***** Study material

//! Typesetting pipeline: sanitize → split → (hint | classify) → layout.
//!
//! `typeset` is the synchronous core. `typeset_with_provider` first asks a
//! `HintProvider` for a structuring hint under an explicit timeout and runs the
//! CPU-bound work inside `tokio::task::spawn_blocking`. Every failure on the hint
//! path degrades to heuristic classification; only unusable geometry or styles
//! fail the request.

pub mod hint_provider;

use std::sync::Arc;
use std::time::Duration;

use serde::{Deserialize, Serialize};
use tracing::{info, warn};

use crate::classify::{classify, split_lines, ClassifiedLine, LineRole, RawLine, StructuringHint};
use crate::errors::{AppError, Degradation, LayoutError};
use crate::layout::{layout, PageGeometry, StyleTable, TextMeasure};
use crate::render::RenderPlan;
use crate::text::sanitize;

pub use hint_provider::{HintProvider, LlmHintProvider};

#[derive(Debug, Clone, Default, Serialize, Deserialize)]
pub struct TypesetRequest {
    pub text: String,
    /// Defaults to US Letter.
    #[serde(default)]
    pub geometry: Option<PageGeometry>,
    /// Per-role overrides merged over the default style table.
    #[serde(default)]
    pub styles: Option<StyleTable>,
    /// Untrusted structuring hint: a JSON array of `{role, content, secondary?}`.
    #[serde(default)]
    pub hint: Option<serde_json::Value>,
}

#[derive(Debug, Clone, Copy, PartialEq, Eq, Serialize, Deserialize)]
#[serde(rename_all = "snake_case")]
pub enum ClassificationSource {
    Heuristic,
    /// A caller-supplied hint passed validation.
    Hint,
    /// A hint from the configured `HintProvider` passed validation.
    ModelHint,
}

#[derive(Debug, Clone, Serialize, Deserialize)]
pub struct TypesetOutput {
    pub lines: Vec<ClassifiedLine>,
    /// Carries every degradation taken, from classification and layout alike.
    pub plan: RenderPlan,
    pub classification_source: ClassificationSource,
}

impl TypesetOutput {
    pub fn degradations(&self) -> &[Degradation] {
        &self.plan.degradations
    }
}

/// Sanitizes, splits and heuristically classifies `text`.
pub fn classify_text(text: &str) -> Vec<ClassifiedLine> {
    classify(&split_lines(&sanitize(text)))
}

/// Runs the whole pipeline synchronously.
pub fn typeset(
    request: &TypesetRequest,
    measure: Option<&dyn TextMeasure>,
) -> Result<TypesetOutput, LayoutError> {
    let raw = split_lines(&sanitize(&request.text));
    let mut degradations = Vec::new();

    let (mut lines, mut source) = match request.hint.as_ref() {
        Some(value) => match validated_hint(value, &raw) {
            Ok(lines) => (lines, ClassificationSource::Hint),
            Err(reason) => {
                warn!(%reason, "Structuring hint rejected, classifying heuristically");
                degradations.push(Degradation::InvalidHint { reason });
                (classify(&raw), ClassificationSource::Heuristic)
            }
        },
        None => (classify(&raw), ClassificationSource::Heuristic),
    };

    if lines.is_empty() {
        degradations.push(Degradation::InputEmpty);
        lines = vec![ClassifiedLine::new(LineRole::PlainText, String::new(), 0)];
        source = ClassificationSource::Heuristic;
    }

    let geometry = request.geometry.unwrap_or_else(PageGeometry::letter);
    let styles = match &request.styles {
        Some(overrides) => StyleTable::default().merged(overrides),
        None => StyleTable::default(),
    };

    let mut plan = layout(&lines, &geometry, &styles, measure)?;
    degradations.append(&mut plan.degradations);
    plan.degradations = degradations;

    info!(
        lines = lines.len(),
        blocks = plan.blocks.len(),
        pages = plan.page_count,
        source = ?source,
        "Typeset complete"
    );

    Ok(TypesetOutput {
        lines,
        plan,
        classification_source: source,
    })
}

fn validated_hint(value: &serde_json::Value, raw: &[RawLine]) -> Result<Vec<ClassifiedLine>, String> {
    StructuringHint::from_value(value.clone())
        .and_then(|hint| hint.apply(raw))
        .map_err(|e| e.to_string())
}

/// Asks `provider` for a hint when the request carries none, then typesets.
///
/// A provider error or a timeout is recorded as `HintUnavailable`; a provider hint
/// that fails validation is recorded as `InvalidHint`. Either way the document is
/// still typeset heuristically.
pub async fn typeset_with_provider(
    mut request: TypesetRequest,
    provider: Option<Arc<dyn HintProvider>>,
    hint_timeout: Duration,
    measure: Arc<dyn TextMeasure>,
) -> Result<TypesetOutput, AppError> {
    let mut unavailable: Option<Degradation> = None;
    let mut from_provider = false;

    let provider = provider.filter(|_| request.hint.is_none());
    if let Some(provider) = provider {
        let sanitized = sanitize(&request.text);
        match tokio::time::timeout(hint_timeout, provider.structure(&sanitized)).await {
            Ok(Ok(value)) => {
                request.hint = Some(value);
                from_provider = true;
            }
            Ok(Err(e)) => {
                warn!(provider = provider.name(), error = %e, "Hint provider failed, classifying heuristically");
                unavailable = Some(Degradation::HintUnavailable {
                    reason: e.to_string(),
                });
            }
            Err(_) => {
                warn!(
                    provider = provider.name(),
                    timeout_secs = hint_timeout.as_secs_f32(),
                    "Hint provider timed out, classifying heuristically"
                );
                unavailable = Some(Degradation::HintUnavailable {
                    reason: format!("timed out after {hint_timeout:?}"),
                });
            }
        }
    }

    let mut output = tokio::task::spawn_blocking(move || typeset(&request, Some(&*measure)))
        .await
        .map_err(|e| AppError::Internal(anyhow::Error::new(e).context("typeset task failed")))??;

    if from_provider && output.classification_source == ClassificationSource::Hint {
        output.classification_source = ClassificationSource::ModelHint;
    }
    if let Some(degradation) = unavailable {
        output.plan.degradations.insert(0, degradation);
    }
    Ok(output)
}
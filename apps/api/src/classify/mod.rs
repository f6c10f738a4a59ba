// Line Classifier + Section Tracker
// Single forward pass over the raw lines with one line of lookahead. An externally
// supplied structuring hint replaces the heuristics only after it passes validation.

pub mod classifier;
pub mod hint;
pub mod line;
pub mod patterns;
pub mod section;

pub use classifier::classify;
pub use hint::{HintError, HintRecord, StructuringHint};
pub use line::{split_lines, ClassifiedLine, LineRole, RawLine};
pub use section::{Section, SectionState};
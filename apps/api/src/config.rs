use std::time::Duration;

use anyhow::{Context, Result};

use crate::layout::PaperSize;

const DEFAULT_HINT_TIMEOUT_SECS: u64 = 20;

/// Application configuration loaded from environment variables.
/// Every variable is optional; without `ANTHROPIC_API_KEY` the service classifies
/// heuristically only.
#[derive(Debug, Clone)]
pub struct Config {
    pub anthropic_api_key: Option<String>,
    pub port: u16,
    pub rust_log: String,
    /// Deadline for the whole structuring-hint call, retries included.
    pub hint_timeout: Duration,
    pub page_size: PaperSize,
}

impl Default for Config {
    fn default() -> Self {
        Self {
            anthropic_api_key: None,
            port: 8080,
            rust_log: "info".to_string(),
            hint_timeout: Duration::from_secs(DEFAULT_HINT_TIMEOUT_SECS),
            page_size: PaperSize::Letter,
        }
    }
}

impl Config {
    pub fn from_env() -> Result<Self> {
        dotenvy::dotenv().ok(); // load .env if present; ignore if missing
        Self::from_lookup(|key| std::env::var(key).ok())
    }

    /// Builds the config from an arbitrary variable source.
    pub fn from_lookup<F>(lookup: F) -> Result<Self>
    where
        F: Fn(&str) -> Option<String>,
    {
        let get = |key: &str| lookup(key).filter(|v| !v.trim().is_empty());
        let defaults = Config::default();

        Ok(Config {
            anthropic_api_key: get("ANTHROPIC_API_KEY"),
            port: match get("PORT") {
                Some(v) => v.parse::<u16>().context("PORT must be a valid port number")?,
                None => defaults.port,
            },
            rust_log: get("RUST_LOG").unwrap_or(defaults.rust_log),
            hint_timeout: match get("HINT_TIMEOUT_SECS") {
                Some(v) => Duration::from_secs(
                    v.parse::<u64>()
                        .context("HINT_TIMEOUT_SECS must be a whole number of seconds")?,
                ),
                None => defaults.hint_timeout,
            },
            page_size: match get("PAGE_SIZE") {
                Some(v) => v
                    .parse::<PaperSize>()
                    .map_err(anyhow::Error::msg)
                    .context("PAGE_SIZE must be letter or a4")?,
                None => defaults.page_size,
            },
        })
    }
}
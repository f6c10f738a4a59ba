// Keyword/Requirement Matching
// Lexical overlap between a job description and a résumé against a static vocabulary.
// Pure functions of their inputs: no external calls, no state.

pub mod keywords;
pub mod vocabulary;

pub use keywords::{
    keyword_density, keyword_report, match_keywords, KeywordCount, KeywordMatch, KeywordReport,
};
pub use vocabulary::{TermCategory, VocabularyTerm};
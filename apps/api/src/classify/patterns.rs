//! Line-level pattern detectors used by the classifier and the hint validator.
//!
//! All detectors operate on sanitized text, so dashes are plain `-` and decorative
//! bullets are the canonical `•`.

use std::sync::LazyLock;

use regex::Regex;

use crate::text::sanitize::BULLET;

static EMAIL_RE: LazyLock<Regex> = LazyLock::new(|| {
    Regex::new(r"[A-Za-z0-9._%+-]+@[A-Za-z0-9-]+(?:\.[A-Za-z0-9-]+)*\.[A-Za-z]{2,}")
        .expect("email pattern is valid")
});

static PHONE_RE: LazyLock<Regex> = LazyLock::new(|| {
    Regex::new(
        r"(?:\+\d{1,3}(?:[\s.-]\d{2,5}){2,4}\b)|(?:(?:\+\d{1,3}[\s.-]?)?\(?\d{3}\)?[\s.-]?\d{3}[\s.-]?\d{4}\b)",
    )
    .expect("phone pattern is valid")
});

static PROFILE_LINK_RE: LazyLock<Regex> = LazyLock::new(|| {
    Regex::new(r"(?i)(?:linkedin|github)\.com|\b(?:linkedin|github)\s*[:/]")
        .expect("profile link pattern is valid")
});

static YEAR_RE: LazyLock<Regex> =
    LazyLock::new(|| Regex::new(r"\b(?:19|20)\d{2}\b").expect("year pattern is valid"));

const MONTH: &str = r"(?:jan|feb|mar|apr|may|jun|jul|aug|sep|sept|oct|nov|dec)[a-z]*\.?";

static DATE_RANGE_RE: LazyLock<Regex> = LazyLock::new(|| {
    let endpoint = format!(r"(?:{MONTH}\s+|\d{{1,2}}/)?(?:19|20)\d{{2}}");
    let open_end = r"(?:present|current|now|today|ongoing)";
    Regex::new(&format!(
        r"(?i)\b{endpoint}\s*(?:-|to|until)\s*(?:{endpoint}|{open_end})\b"
    ))
    .expect("date range pattern is valid")
});

/// A `-` that is not a word-internal hyphen (`Full-stack` is not a separator,
/// `Engineer - Acme` and `2019-2021` are).
static DASH_SEPARATOR_RE: LazyLock<Regex> = LazyLock::new(|| {
    Regex::new(r"(?:^|[^A-Za-z])-|-(?:$|[^A-Za-z])").expect("dash pattern is valid")
});

/// True for lines carrying an email address, a phone number, or a LinkedIn / GitHub
/// profile reference.
pub fn is_contact_like(text: &str) -> bool {
    EMAIL_RE.is_match(text) || PHONE_RE.is_match(text) || PROFILE_LINK_RE.is_match(text)
}

/// True if the line contains a plausible 4-digit year (1900–2099).
pub fn contains_year(text: &str) -> bool {
    YEAR_RE.is_match(text)
}

/// Returns the first date range in the line (`2019 - 2021`, `Jan 2020 to Present`, ...).
pub fn find_date_range(text: &str) -> Option<&str> {
    DATE_RANGE_RE.find(text).map(|m| m.as_str())
}

/// True if the line carries any date signal the JobTitle rule cares about.
pub fn has_date(text: &str) -> bool {
    contains_year(text) || find_date_range(text).is_some()
}

/// True if the line contains a title/company separator: `|`, a tab, or a
/// free-standing dash.
pub fn has_separator(text: &str) -> bool {
    text.contains('|') || text.contains('\t') || DASH_SEPARATOR_RE.is_match(text)
}

/// Strips a leading list marker and returns the remaining content.
///
/// Recognized markers: `•` (space optional), and `-`, `*`, `+`, `>` followed by
/// whitespace. Returns `None` when the line is not marked or nothing follows the
/// marker.
pub fn strip_bullet_marker(text: &str) -> Option<&str> {
    let trimmed = text.trim_start();
    let mut chars = trimmed.chars();
    let first = chars.next()?;

    let rest = if first == BULLET {
        chars.as_str()
    } else if matches!(first, '-' | '*' | '+' | '>') {
        let rest = chars.as_str();
        if !rest.starts_with(char::is_whitespace) {
            return None;
        }
        rest
    } else {
        return None;
    };

    let content = rest.trim();
    if content.is_empty() {
        None
    } else {
        Some(content)
    }
}

/// Counts non-empty comma-separated tokens.
pub fn comma_token_count(text: &str) -> usize {
    text.split(',').filter(|t| !t.trim().is_empty()).count()
}

pub fn word_count(text: &str) -> usize {
    text.split_whitespace().count()
}

/// Splits a two-column line (`Acme Corp | Berlin`, `Acme Corp\tBerlin`) into its
/// left and right parts. Lines without a column separator return `(text, None)`.
pub fn split_columns(text: &str) -> (&str, Option<&str>) {
    let split = text
        .split_once('\t')
        .or_else(|| text.split_once(" | "))
        .or_else(|| text.split_once("   "));

    match split {
        Some((left, right)) if !left.trim().is_empty() && !right.trim().is_empty() => {
            (left.trim(), Some(right.trim()))
        }
        _ => (text.trim(), None),
    }
}

/// A single alphabetic word, the shape of one half of a split masthead (`JANE` / `DOE`).
pub fn is_single_alpha_word(text: &str) -> bool {
    let t = text.trim();
    !t.is_empty() && t.chars().all(|c| c.is_alphabetic() || c == '\'' || c == '.')
}
//! Hint providers: produce a structuring hint for sanitized résumé text.
//!
//! `AppState` holds an `Option<Arc<dyn HintProvider>>`; when none is configured the
//! pipeline classifies heuristically.

use async_trait::async_trait;
use tracing::debug;

use crate::llm_client::prompts::{structure_prompt, JSON_ONLY_SYSTEM, STRUCTURE_SYSTEM};
use crate::llm_client::{LlmClient, LlmError};

/// Implement this to swap hint backends without touching the pipeline or handlers.
///
/// The returned payload is untrusted: the pipeline validates it exactly like a
/// caller-supplied hint.
#[async_trait]
pub trait HintProvider: Send + Sync {
    fn name(&self) -> &'static str;

    async fn structure(&self, resume_text: &str) -> Result<serde_json::Value, LlmError>;
}

/// Asks Claude to label each line with the closed role vocabulary.
pub struct LlmHintProvider(pub LlmClient);

#[async_trait]
impl HintProvider for LlmHintProvider {
    fn name(&self) -> &'static str {
        "llm"
    }

    async fn structure(&self, resume_text: &str) -> Result<serde_json::Value, LlmError> {
        let system = format!("{STRUCTURE_SYSTEM} {JSON_ONLY_SYSTEM}");
        let value: serde_json::Value = self
            .0
            .call_json(&structure_prompt(resume_text), &system)
            .await?;
        debug!(
            records = value.as_array().map_or(0, Vec::len),
            "Structuring hint received"
        );
        Ok(value)
    }
}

**********

Starting with the line with "text.contains('|') || text.contains('\t')" above and going on through the line with "(space optional), and", transcribe every line exactly, both ends included, and add nothing.

    text.contains('|') || text.contains('\t') || DASH_SEPARATOR_RE.is_match(text)
}

/// Strips a leading list marker and returns the remaining content.
///
/// Recognized markers: `•` (space optional), and `-`, `*`, `+`, `>` followed by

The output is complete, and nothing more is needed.